The following is an edited transcript of our interview, which was conducted in Hebrew.

The Times of Israel: We wanted to interview you, broadly speaking, in order to understand what you are aiming to do now that, after many, many years, the sphere of religious affairs in Israel is being overseen by somebody from the Modern Orthodox rather than the ultra-Orthodox community. So, we have lots of specific questions, but that’s the general goal: What are you hoping to achieve, how great are your ambitions?

Matan Kahana: I was in the IDF until three years ago. So you’d expect someone who is a colonel in the Air Force, a pilot, with a background in Sayeret Matkal [the IDF’s elite reconnaissance unit], if he enters politics, to want to focus on the defense arena. But I’d been making plain for the past two years that I wanted to be the minister for religious services.

That’s because I believe that the biggest rift among the Jews in the State of Israel stems from the issues of religion and state. And someone like me can actually tackle those issues.

Matan Kahane, in pilot’s gear, with Yamina party leader Prime Minister Naftali Bennett (Courtesy)
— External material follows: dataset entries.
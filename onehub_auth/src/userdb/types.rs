use chrono::{DateTime, Utc};
use serde::{Deserialize, Serialize};
use sqlx::FromRow;

/// The durable local identity of someone who has logged in
#[derive(Debug, Clone, Serialize, Deserialize, FromRow, PartialEq)]
pub struct User {
    /// Local identifier, generated on first login and never changed afterwards
    pub id: String,
    pub email: String,
    pub name: Option<String>,
    pub avatar_url: Option<String>,
    /// Identity provider name, e.g. "google"
    pub provider: String,
    /// Stable subject identifier issued by the provider
    pub provider_id: String,
    pub created_at: DateTime<Utc>,
    pub updated_at: DateTime<Utc>,
}

/// Profile fields written by an upsert, keyed by `(provider, provider_id)`
#[derive(Debug, Clone, PartialEq)]
pub struct UserProfile {
    pub provider: String,
    pub provider_id: String,
    pub email: String,
    pub name: Option<String>,
    pub avatar_url: Option<String>,
}

impl UserProfile {
    pub fn new(
        provider: impl Into<String>,
        provider_id: impl Into<String>,
        email: impl Into<String>,
    ) -> Self {
        Self {
            provider: provider.into(),
            provider_id: provider_id.into(),
            email: email.into(),
            name: None,
            avatar_url: None,
        }
    }

    pub fn with_name(mut self, name: impl Into<String>) -> Self {
        self.name = Some(name.into());
        self
    }

    pub fn with_avatar_url(mut self, avatar_url: impl Into<String>) -> Self {
        self.avatar_url = Some(avatar_url.into());
        self
    }
}
//! Login flow coordination
//!
//! Ties state handling, the provider collaborators, the user store and session
//! issuance into the two request handlers of the authorization-code login.

mod errors;
mod oauth2;

pub use errors::CoordinationError;
pub use oauth2::{AuthFlowController, FlowStage};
Why someone like me? Because, on the one hand, I come from a very strong Orthodox background. I’m the poster boy for religious Zionism. I grew up in the religious Zionist frameworks — a madrich in Bnei Akiva; a graduate of yeshiva high school; I’ve always kept the commandments, prayed three times a day, worn tzitzit — as Orthodox as it gets.

On the other hand, I spent 30 years in Israel’s most secular frameworks. Early on, I was often the most Orthodox combat pilot. I managed that mix pretty well.

So as a conservative Orthodox Jew, who really knows the secular world, I can be the person who provides some of the solutions [to heal the rift].

For 73 years, the battle over the status quo [that governs the Jewish nature of Israel], a battle primarily waged by the ultra-Orthodox, but not only them, has created a terrible outcome: the dilution of Israel’s Jewish identity — if you check back, you’ll find that Israel’s religious identity has been in constant decline, regarding Shabbat observance, halachic marriage, et al; and the more bitter the fight [to prevent this process], the greater the opposition, creating a snowball effect.

Most people would argue that the opposite process has played out…

No. When the State of Israel set out on its way, shops weren’t open on Shabbat and neither were places of entertainment. Now, both are. Nowadays, most shopping areas are open and [many] places of entertainment. On May 15, 1948, broadly speaking, places of entertainment were not open on Shabbat. The status quo provided that on Shabbat, everything is closed — shops, entertainment, everything.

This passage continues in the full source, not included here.